- **TASK STATEMENT**:
From the entries below, determine the number of lines that contain "CloudFormation". Give that number by itself.

- **Saved entries**:
Start of Block
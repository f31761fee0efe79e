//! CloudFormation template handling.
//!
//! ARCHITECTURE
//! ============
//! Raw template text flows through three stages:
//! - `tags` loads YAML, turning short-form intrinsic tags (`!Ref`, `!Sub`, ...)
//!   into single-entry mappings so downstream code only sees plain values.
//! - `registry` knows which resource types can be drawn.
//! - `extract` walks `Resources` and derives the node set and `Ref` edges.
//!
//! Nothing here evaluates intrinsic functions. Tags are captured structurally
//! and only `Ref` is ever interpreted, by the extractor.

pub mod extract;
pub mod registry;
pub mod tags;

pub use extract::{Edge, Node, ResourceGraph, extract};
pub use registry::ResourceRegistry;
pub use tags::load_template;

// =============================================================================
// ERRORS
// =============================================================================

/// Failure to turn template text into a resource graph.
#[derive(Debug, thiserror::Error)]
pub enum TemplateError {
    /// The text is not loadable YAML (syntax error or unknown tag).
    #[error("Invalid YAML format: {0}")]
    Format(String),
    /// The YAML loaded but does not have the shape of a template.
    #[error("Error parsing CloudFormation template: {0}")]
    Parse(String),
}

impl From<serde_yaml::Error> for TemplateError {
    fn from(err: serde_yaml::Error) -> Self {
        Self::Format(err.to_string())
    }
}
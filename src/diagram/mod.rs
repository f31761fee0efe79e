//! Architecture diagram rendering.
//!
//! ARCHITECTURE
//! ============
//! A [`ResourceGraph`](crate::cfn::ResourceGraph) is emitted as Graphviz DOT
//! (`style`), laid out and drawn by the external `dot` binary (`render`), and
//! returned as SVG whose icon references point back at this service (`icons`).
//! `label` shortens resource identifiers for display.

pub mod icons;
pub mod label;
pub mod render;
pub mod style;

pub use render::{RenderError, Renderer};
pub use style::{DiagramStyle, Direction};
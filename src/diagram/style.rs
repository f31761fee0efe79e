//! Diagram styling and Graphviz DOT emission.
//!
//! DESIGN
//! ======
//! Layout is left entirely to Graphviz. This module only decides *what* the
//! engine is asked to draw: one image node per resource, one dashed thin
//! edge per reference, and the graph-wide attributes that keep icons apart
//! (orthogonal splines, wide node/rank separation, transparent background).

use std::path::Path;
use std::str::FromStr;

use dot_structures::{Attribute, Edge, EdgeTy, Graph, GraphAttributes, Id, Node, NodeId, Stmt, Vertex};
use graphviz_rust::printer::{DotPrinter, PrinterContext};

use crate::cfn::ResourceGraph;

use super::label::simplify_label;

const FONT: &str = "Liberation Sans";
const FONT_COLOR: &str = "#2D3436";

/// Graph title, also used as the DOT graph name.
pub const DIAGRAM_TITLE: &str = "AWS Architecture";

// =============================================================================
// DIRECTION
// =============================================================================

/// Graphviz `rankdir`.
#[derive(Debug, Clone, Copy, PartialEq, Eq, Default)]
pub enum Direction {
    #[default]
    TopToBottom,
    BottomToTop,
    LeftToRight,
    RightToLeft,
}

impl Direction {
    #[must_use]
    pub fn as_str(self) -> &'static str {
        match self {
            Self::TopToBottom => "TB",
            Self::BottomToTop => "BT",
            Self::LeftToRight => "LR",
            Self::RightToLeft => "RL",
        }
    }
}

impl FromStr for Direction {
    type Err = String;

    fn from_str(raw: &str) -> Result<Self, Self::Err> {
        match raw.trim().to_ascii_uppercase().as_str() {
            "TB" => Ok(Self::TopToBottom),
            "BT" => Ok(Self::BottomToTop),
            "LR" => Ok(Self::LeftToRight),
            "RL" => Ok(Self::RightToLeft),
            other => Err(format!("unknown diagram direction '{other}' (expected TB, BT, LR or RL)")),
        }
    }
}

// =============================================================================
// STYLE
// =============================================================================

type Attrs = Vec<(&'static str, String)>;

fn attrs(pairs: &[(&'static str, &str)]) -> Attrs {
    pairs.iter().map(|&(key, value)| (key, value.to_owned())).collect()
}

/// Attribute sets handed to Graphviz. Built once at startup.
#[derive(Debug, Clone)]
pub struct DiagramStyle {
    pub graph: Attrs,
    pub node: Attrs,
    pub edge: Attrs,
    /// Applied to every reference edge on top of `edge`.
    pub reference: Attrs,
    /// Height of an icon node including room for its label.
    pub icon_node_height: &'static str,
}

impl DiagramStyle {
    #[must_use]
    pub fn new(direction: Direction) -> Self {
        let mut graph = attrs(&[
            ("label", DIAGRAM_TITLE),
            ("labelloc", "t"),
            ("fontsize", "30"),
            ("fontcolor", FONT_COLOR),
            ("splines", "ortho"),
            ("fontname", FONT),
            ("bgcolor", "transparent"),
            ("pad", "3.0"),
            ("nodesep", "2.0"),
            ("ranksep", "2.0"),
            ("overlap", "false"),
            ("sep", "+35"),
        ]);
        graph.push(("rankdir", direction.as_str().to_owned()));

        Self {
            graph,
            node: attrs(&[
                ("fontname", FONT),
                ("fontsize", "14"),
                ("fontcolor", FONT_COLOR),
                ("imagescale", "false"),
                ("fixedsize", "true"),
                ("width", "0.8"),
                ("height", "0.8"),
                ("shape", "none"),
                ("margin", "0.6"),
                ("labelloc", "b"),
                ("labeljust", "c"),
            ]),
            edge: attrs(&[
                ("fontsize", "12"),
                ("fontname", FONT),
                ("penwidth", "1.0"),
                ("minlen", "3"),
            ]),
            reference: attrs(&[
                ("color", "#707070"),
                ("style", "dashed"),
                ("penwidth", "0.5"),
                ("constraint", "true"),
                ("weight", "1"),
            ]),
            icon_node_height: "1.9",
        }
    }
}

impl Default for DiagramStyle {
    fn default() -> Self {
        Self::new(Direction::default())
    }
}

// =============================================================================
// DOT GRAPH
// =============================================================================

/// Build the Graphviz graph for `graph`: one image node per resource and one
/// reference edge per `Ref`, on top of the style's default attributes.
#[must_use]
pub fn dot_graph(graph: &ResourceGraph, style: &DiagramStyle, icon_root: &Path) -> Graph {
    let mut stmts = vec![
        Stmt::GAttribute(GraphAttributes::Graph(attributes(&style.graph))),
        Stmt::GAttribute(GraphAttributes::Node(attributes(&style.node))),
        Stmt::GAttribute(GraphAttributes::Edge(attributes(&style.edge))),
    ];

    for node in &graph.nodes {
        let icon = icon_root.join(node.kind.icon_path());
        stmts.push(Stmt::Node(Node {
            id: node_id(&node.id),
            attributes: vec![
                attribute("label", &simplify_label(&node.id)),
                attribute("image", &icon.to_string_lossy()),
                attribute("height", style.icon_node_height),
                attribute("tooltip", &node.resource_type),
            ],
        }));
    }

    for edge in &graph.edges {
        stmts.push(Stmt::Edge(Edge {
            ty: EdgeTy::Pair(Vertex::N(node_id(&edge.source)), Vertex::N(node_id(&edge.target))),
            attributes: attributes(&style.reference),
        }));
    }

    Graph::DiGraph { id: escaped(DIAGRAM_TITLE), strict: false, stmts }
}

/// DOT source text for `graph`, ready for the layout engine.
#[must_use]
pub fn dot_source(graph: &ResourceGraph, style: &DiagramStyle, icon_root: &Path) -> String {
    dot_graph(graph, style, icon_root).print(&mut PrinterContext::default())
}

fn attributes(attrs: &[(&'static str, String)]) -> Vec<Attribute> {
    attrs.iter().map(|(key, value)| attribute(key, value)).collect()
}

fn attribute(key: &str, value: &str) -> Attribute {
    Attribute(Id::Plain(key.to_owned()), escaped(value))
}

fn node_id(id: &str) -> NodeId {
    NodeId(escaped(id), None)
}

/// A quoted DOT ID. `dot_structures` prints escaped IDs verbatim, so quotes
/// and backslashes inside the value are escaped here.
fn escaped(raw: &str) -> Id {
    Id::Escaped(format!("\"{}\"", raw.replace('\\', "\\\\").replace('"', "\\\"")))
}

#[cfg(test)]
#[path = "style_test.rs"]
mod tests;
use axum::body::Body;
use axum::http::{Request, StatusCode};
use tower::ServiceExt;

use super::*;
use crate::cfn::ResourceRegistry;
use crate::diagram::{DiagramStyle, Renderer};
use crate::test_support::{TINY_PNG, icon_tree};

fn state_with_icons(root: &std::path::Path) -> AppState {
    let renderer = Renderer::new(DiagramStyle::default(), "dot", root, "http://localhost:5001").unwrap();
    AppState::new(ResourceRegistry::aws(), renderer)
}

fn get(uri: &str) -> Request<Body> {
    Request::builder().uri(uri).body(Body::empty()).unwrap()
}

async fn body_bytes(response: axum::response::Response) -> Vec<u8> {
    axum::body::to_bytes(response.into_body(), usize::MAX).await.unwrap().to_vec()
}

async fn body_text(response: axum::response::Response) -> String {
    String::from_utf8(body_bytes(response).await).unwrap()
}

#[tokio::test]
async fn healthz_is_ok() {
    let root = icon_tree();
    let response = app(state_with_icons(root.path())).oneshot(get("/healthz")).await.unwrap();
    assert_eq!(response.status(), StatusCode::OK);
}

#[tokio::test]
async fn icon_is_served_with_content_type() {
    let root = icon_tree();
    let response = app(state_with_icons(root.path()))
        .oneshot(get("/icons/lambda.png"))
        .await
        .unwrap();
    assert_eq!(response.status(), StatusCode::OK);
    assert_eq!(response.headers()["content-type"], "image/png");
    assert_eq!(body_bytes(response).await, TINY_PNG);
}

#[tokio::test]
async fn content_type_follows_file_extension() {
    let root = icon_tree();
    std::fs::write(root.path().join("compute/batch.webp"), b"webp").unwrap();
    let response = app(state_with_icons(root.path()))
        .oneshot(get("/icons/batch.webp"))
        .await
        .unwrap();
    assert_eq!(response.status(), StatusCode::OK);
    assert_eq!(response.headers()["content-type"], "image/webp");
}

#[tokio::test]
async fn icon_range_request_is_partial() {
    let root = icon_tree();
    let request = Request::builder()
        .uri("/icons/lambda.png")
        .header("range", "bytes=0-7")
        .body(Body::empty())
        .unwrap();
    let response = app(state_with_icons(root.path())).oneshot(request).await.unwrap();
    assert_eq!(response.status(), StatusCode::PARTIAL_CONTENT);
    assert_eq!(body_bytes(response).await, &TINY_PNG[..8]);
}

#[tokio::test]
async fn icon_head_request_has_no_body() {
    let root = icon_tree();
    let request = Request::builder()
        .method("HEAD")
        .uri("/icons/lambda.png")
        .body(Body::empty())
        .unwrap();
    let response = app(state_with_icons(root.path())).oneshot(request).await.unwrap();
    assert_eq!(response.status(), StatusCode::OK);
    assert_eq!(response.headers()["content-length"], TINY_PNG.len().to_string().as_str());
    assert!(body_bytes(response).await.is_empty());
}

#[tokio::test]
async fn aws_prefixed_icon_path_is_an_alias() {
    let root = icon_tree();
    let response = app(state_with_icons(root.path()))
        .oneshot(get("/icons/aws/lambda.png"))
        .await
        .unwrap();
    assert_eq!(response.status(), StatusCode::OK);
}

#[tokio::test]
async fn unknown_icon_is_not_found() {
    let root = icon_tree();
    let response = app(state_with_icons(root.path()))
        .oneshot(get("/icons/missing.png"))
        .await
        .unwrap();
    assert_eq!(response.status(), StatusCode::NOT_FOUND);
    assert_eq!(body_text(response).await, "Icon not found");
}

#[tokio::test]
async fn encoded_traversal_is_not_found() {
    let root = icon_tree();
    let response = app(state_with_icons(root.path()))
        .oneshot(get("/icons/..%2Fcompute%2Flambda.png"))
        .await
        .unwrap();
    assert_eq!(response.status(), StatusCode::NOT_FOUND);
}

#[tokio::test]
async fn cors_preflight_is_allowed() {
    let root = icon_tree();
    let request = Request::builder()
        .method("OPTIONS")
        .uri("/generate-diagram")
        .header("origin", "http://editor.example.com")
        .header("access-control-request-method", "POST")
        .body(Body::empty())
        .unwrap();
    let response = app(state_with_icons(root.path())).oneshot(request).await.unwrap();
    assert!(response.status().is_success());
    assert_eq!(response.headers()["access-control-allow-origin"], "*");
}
End of Block
- **SOLVED EXERCISE**:
2